Records supplied ::
══════════
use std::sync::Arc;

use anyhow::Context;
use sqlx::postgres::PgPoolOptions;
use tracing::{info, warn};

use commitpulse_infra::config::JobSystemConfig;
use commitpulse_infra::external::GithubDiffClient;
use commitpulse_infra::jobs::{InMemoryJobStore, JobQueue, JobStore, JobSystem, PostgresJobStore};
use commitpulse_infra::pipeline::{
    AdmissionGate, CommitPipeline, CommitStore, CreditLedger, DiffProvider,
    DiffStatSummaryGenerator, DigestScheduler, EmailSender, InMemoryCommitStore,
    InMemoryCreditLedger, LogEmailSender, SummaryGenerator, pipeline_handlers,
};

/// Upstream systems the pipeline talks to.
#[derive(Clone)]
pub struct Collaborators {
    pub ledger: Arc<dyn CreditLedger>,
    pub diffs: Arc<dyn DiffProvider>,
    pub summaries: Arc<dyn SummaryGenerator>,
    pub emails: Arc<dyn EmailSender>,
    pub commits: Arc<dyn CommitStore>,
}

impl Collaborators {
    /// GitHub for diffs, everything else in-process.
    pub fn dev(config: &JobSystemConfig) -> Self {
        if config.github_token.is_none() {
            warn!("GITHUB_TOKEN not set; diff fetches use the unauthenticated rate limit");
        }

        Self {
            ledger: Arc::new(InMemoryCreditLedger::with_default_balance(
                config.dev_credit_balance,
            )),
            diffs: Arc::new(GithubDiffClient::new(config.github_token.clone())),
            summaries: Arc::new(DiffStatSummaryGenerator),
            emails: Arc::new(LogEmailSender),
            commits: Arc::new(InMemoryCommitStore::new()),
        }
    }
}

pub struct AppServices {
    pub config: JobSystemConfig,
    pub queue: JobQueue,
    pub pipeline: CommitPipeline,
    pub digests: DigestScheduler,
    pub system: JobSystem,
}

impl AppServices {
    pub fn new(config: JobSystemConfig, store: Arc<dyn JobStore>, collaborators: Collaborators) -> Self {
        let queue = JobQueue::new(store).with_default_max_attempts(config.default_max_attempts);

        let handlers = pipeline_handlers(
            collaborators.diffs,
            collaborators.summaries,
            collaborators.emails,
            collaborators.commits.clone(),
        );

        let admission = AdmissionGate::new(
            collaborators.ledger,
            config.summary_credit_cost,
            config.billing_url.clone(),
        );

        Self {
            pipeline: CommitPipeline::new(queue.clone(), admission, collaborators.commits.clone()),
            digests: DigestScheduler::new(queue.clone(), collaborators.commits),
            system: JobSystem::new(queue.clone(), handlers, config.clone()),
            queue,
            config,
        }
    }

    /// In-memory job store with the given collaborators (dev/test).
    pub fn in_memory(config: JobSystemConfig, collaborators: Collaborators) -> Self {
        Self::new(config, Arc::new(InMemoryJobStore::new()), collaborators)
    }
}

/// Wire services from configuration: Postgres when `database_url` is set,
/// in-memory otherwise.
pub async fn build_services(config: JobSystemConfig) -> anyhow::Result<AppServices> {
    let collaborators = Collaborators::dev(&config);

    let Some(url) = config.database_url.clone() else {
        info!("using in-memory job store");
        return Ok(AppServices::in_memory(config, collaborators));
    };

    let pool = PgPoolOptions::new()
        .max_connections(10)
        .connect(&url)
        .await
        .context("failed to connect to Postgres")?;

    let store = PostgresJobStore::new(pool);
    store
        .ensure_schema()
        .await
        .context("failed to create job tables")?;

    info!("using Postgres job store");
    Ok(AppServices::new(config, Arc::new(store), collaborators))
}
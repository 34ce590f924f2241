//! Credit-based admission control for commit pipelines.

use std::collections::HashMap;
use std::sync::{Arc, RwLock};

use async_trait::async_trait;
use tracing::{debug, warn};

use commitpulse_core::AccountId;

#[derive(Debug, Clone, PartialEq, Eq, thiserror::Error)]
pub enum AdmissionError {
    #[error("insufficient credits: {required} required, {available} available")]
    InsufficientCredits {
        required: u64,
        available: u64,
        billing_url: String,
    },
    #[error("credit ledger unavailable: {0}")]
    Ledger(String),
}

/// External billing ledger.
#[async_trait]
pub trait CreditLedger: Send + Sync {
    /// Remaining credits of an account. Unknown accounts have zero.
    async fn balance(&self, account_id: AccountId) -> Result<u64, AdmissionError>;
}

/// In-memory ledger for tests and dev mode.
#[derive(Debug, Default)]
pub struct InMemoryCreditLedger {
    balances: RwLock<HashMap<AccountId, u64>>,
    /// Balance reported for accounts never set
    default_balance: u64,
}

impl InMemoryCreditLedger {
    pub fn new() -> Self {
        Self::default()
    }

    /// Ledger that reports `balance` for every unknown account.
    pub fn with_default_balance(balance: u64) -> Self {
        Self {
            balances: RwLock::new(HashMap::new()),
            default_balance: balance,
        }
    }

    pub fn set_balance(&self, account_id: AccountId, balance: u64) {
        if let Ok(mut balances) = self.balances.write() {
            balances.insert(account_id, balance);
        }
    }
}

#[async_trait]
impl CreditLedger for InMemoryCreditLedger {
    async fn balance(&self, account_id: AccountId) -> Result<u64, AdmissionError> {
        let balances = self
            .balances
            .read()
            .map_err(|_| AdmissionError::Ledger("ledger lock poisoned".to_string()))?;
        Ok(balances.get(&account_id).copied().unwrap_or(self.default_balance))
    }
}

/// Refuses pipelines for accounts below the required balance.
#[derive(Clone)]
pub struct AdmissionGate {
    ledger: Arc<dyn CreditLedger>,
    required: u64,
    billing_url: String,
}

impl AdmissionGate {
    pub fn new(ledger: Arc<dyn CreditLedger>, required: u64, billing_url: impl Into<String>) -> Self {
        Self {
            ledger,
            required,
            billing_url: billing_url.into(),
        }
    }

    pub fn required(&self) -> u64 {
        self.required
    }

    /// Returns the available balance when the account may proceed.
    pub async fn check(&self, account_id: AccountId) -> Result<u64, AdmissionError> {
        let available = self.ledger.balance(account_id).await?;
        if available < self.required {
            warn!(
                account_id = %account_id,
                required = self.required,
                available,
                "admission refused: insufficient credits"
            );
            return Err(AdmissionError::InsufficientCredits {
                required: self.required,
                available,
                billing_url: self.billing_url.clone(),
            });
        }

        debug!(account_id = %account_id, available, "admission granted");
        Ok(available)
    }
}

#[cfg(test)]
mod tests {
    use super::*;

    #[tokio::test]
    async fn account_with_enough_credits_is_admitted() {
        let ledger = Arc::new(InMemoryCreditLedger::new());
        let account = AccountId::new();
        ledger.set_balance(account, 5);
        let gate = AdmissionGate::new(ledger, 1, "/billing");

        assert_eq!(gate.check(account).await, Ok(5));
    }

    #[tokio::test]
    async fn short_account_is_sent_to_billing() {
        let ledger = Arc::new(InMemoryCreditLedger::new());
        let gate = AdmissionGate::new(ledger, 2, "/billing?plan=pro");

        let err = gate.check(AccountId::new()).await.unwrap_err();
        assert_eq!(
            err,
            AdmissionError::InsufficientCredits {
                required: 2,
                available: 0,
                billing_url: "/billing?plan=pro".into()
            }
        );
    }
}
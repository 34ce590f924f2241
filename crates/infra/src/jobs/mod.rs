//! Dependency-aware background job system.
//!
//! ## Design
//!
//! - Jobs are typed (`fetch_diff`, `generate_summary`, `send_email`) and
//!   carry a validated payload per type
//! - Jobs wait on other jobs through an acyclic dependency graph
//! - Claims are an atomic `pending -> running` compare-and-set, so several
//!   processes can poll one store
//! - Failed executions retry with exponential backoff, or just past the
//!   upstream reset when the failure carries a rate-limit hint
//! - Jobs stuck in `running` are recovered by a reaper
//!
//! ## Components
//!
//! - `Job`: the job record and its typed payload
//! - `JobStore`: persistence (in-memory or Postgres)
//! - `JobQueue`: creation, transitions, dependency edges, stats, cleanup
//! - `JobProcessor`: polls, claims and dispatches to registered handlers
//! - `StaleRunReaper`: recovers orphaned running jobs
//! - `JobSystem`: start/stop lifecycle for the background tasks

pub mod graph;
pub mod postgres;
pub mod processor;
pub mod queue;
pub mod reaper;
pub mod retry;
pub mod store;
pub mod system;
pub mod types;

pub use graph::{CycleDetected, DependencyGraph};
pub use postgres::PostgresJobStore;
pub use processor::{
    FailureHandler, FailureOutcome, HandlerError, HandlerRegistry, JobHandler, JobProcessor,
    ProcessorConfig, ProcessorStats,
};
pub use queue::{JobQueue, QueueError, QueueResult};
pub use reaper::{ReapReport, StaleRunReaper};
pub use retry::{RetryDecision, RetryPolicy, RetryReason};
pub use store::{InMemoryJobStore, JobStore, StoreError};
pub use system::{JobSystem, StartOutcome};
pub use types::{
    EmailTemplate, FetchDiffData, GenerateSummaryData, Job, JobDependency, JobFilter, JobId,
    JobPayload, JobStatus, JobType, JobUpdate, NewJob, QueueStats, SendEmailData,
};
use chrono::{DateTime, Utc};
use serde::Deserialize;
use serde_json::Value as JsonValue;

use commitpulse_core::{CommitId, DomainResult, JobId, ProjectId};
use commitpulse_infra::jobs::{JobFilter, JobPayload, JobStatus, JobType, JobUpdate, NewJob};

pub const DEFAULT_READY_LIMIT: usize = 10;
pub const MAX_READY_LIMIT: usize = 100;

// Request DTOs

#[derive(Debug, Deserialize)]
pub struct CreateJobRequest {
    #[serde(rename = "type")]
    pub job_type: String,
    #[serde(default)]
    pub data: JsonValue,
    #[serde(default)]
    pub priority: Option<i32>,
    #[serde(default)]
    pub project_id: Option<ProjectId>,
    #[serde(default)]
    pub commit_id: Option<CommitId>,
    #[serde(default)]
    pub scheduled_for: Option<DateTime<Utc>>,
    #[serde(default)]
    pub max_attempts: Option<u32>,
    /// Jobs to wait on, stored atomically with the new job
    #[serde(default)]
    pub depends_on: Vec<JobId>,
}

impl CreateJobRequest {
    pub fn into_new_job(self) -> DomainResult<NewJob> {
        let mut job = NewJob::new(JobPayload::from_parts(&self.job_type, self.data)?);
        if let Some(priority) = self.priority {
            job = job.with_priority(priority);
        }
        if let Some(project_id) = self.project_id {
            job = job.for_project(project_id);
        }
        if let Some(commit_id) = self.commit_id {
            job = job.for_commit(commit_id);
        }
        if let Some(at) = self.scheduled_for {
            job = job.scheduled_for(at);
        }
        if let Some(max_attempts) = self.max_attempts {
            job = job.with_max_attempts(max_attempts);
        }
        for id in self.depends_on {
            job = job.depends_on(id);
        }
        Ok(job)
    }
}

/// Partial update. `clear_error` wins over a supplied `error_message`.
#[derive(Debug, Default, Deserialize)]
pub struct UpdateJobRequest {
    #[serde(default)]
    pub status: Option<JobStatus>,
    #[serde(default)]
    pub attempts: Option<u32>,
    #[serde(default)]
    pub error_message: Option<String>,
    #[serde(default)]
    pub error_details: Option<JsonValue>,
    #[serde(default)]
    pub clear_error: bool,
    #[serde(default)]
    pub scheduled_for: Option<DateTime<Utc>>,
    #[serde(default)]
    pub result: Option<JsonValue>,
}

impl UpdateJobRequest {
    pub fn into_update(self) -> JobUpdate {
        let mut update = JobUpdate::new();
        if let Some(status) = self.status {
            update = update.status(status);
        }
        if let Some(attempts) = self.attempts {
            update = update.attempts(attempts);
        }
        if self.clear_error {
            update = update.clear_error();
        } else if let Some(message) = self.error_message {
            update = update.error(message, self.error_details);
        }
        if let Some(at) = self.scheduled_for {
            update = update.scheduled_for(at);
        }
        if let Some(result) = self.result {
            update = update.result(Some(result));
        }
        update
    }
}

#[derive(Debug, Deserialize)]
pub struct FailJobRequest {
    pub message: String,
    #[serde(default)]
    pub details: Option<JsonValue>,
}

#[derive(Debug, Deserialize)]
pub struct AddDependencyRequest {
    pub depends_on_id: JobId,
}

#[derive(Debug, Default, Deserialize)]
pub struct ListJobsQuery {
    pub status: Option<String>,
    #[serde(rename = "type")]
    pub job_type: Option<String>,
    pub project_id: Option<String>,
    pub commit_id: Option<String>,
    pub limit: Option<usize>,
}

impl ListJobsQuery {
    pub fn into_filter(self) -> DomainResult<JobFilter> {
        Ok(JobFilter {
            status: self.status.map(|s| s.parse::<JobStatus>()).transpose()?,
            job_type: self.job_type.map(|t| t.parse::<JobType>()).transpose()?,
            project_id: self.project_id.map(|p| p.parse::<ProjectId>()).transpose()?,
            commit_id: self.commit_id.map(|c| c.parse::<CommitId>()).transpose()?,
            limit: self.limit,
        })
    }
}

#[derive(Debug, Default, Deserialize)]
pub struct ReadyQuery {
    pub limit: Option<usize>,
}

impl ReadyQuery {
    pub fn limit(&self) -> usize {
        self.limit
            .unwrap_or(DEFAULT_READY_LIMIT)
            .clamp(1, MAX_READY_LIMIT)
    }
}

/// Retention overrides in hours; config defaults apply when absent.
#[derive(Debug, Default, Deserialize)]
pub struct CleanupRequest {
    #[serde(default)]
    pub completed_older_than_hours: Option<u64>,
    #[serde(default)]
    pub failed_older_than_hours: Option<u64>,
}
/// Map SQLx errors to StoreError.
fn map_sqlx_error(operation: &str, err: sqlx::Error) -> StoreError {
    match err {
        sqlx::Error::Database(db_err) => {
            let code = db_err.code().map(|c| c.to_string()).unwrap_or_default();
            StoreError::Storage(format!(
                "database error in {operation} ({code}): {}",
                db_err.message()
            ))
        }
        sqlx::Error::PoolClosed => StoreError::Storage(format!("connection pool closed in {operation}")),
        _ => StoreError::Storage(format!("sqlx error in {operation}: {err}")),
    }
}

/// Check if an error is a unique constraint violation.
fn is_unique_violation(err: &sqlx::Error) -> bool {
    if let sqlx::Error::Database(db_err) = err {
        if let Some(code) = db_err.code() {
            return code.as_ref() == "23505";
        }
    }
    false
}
══════════
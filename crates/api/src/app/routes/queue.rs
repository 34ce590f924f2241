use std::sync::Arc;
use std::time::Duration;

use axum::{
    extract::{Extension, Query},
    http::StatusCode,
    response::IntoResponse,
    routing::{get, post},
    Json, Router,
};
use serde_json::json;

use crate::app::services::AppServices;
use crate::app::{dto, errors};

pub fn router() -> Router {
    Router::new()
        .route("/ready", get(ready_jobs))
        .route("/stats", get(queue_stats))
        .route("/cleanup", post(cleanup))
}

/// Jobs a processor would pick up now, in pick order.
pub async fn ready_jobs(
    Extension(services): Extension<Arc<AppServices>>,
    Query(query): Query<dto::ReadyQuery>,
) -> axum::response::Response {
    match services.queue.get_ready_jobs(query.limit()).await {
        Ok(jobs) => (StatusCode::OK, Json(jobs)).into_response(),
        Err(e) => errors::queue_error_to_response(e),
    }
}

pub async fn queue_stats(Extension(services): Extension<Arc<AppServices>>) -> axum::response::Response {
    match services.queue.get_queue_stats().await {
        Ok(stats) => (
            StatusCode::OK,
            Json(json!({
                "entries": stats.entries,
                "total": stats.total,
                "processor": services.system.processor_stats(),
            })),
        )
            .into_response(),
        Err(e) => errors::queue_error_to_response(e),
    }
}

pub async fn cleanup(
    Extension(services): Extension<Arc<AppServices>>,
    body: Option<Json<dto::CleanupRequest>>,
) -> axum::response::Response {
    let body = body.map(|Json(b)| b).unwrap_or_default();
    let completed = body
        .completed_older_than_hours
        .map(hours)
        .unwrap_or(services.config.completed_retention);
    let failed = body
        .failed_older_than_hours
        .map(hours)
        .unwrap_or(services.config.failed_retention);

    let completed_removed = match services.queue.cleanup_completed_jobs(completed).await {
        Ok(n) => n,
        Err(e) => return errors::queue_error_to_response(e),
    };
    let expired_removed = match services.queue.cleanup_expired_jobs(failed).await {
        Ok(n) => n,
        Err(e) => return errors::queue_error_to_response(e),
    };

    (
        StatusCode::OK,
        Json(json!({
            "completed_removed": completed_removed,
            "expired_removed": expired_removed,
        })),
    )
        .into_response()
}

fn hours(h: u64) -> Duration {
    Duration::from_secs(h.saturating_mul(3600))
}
══════════
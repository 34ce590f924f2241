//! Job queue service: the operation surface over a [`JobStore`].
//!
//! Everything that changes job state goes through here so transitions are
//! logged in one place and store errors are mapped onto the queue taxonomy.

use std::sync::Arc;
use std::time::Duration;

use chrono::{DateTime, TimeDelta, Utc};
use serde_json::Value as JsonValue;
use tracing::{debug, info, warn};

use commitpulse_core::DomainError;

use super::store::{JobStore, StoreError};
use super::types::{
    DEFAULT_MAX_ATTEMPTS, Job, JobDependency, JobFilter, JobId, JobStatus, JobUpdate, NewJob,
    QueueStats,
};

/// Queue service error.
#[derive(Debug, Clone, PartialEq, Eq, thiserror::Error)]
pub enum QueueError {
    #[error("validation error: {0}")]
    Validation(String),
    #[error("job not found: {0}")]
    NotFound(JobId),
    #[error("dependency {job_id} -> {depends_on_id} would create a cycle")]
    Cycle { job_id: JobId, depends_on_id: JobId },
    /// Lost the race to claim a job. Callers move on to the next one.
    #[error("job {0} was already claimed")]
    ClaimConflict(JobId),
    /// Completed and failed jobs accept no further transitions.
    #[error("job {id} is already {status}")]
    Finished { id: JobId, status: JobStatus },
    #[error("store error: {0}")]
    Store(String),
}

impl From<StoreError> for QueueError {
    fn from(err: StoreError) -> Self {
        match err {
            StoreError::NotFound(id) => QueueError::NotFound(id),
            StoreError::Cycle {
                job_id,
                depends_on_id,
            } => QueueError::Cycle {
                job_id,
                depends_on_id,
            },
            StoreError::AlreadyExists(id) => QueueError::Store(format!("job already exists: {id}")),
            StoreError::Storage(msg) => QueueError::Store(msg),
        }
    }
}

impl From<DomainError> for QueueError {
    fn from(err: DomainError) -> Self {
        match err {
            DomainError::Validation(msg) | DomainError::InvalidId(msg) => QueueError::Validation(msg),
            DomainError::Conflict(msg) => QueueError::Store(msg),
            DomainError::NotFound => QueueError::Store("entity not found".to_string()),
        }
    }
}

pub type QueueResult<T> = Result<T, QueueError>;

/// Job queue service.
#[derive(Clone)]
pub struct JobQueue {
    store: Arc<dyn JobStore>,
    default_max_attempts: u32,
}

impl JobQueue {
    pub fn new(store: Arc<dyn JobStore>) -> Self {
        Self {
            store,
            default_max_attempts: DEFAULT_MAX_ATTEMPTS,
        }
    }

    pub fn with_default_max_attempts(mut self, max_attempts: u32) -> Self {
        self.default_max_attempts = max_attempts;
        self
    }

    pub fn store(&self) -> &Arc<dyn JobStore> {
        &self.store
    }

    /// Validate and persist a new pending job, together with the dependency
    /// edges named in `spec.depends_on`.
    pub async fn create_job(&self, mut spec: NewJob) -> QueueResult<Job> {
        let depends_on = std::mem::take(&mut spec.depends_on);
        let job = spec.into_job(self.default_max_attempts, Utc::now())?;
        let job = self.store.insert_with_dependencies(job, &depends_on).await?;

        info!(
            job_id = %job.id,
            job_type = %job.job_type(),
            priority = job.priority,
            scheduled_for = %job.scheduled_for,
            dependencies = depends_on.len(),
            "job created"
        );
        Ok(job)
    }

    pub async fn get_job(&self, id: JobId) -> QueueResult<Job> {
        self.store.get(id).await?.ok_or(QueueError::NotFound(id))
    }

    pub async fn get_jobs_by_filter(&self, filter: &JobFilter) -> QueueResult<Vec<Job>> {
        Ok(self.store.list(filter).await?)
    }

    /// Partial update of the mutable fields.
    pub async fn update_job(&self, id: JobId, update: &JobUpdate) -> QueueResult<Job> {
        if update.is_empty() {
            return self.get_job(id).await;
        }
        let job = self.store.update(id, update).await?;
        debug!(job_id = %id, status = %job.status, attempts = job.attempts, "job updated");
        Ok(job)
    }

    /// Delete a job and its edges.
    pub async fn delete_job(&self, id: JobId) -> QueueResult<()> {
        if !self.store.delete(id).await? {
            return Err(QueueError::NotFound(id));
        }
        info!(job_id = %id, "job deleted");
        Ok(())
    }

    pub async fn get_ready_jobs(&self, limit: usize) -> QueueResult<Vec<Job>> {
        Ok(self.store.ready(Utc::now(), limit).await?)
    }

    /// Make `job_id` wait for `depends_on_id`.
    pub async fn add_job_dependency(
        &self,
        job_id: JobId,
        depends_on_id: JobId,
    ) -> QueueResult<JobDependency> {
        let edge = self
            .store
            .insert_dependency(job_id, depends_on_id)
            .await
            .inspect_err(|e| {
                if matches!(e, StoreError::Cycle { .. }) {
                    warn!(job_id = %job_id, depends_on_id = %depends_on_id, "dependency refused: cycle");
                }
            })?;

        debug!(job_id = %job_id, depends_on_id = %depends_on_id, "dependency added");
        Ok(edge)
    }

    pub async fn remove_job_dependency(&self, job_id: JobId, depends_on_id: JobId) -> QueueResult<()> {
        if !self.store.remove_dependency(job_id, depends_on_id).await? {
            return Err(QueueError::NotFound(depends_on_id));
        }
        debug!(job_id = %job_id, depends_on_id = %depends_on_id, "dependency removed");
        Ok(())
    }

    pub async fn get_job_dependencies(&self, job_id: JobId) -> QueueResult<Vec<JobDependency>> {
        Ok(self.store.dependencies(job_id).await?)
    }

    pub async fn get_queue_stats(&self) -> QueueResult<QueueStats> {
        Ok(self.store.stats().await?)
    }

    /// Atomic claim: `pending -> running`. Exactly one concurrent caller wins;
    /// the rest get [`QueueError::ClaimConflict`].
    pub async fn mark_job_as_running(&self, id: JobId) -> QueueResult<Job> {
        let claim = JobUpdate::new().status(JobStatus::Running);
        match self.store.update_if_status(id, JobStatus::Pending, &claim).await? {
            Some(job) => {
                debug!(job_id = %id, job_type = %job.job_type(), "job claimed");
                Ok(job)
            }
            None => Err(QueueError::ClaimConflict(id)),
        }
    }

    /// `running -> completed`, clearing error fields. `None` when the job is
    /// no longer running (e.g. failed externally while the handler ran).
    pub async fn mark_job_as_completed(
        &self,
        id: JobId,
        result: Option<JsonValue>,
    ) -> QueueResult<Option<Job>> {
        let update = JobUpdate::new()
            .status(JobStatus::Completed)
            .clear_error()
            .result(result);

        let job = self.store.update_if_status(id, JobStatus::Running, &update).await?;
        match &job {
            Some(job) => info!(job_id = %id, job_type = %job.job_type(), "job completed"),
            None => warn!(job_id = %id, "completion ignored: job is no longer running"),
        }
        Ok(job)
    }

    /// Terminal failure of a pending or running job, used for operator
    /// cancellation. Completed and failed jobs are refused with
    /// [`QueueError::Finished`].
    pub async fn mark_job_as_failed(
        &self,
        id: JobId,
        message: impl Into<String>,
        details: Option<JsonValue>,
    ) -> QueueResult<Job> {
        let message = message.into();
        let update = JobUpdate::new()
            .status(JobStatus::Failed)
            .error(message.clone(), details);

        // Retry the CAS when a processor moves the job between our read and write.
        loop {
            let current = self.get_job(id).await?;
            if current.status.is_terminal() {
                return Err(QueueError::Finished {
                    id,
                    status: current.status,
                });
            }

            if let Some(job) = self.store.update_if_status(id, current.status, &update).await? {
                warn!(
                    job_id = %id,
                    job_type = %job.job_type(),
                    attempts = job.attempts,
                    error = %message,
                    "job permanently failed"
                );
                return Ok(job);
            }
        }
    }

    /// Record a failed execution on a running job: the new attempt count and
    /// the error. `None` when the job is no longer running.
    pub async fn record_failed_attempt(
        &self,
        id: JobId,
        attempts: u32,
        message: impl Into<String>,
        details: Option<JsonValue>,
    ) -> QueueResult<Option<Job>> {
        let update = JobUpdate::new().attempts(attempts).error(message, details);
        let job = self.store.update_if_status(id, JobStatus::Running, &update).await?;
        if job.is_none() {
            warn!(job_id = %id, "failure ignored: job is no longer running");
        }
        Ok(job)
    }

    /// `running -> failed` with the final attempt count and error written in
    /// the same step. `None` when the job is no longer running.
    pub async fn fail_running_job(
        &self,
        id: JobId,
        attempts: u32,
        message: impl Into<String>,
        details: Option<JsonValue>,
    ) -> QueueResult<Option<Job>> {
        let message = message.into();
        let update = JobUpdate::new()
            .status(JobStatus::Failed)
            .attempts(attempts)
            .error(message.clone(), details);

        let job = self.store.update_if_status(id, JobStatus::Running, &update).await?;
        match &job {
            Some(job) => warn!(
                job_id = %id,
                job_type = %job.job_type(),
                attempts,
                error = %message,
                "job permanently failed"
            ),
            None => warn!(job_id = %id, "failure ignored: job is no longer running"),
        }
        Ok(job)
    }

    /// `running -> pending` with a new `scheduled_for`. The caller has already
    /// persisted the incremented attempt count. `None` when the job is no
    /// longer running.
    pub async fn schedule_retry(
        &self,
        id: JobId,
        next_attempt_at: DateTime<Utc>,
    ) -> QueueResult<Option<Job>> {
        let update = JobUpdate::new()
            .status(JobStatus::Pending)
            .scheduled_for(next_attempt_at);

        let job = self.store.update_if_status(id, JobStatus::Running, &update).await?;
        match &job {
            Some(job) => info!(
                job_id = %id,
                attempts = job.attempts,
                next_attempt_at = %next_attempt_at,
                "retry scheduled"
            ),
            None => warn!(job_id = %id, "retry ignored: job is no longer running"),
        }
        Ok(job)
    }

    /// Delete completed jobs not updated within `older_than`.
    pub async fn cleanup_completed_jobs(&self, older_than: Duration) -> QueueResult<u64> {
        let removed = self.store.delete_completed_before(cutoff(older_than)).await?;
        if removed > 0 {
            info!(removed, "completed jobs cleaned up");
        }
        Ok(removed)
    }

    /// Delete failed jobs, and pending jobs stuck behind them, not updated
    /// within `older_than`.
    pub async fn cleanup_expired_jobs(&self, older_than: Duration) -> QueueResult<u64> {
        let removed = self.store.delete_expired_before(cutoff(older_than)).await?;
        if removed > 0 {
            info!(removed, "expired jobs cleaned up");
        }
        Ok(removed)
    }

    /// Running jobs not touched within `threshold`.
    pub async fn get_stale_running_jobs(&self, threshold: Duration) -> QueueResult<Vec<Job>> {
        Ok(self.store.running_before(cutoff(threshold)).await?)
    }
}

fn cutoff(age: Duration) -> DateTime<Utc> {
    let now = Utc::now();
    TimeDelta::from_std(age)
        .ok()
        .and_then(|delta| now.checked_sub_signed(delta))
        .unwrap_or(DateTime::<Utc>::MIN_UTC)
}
══════════
What the exercise asks :: Please show all lines from the entries that contain the word "NewJob".

Reply to the exercise ::
    JobPayload, JobStatus, JobType, JobUpdate, NewJob, QueueStats, SendEmailData,
use commitpulse_infra::jobs::{JobFilter, JobPayload, JobStatus, JobType, JobUpdate, NewJob};
    pub fn into_new_job(self) -> DomainResult<NewJob> {
        let mut job = NewJob::new(JobPayload::from_parts(&self.job_type, self.data)?);
    DEFAULT_MAX_ATTEMPTS, Job, JobDependency, JobFilter, JobId, JobStatus, JobUpdate, NewJob,
    pub async fn create_job(&self, mut spec: NewJob) -> QueueResult<Job> {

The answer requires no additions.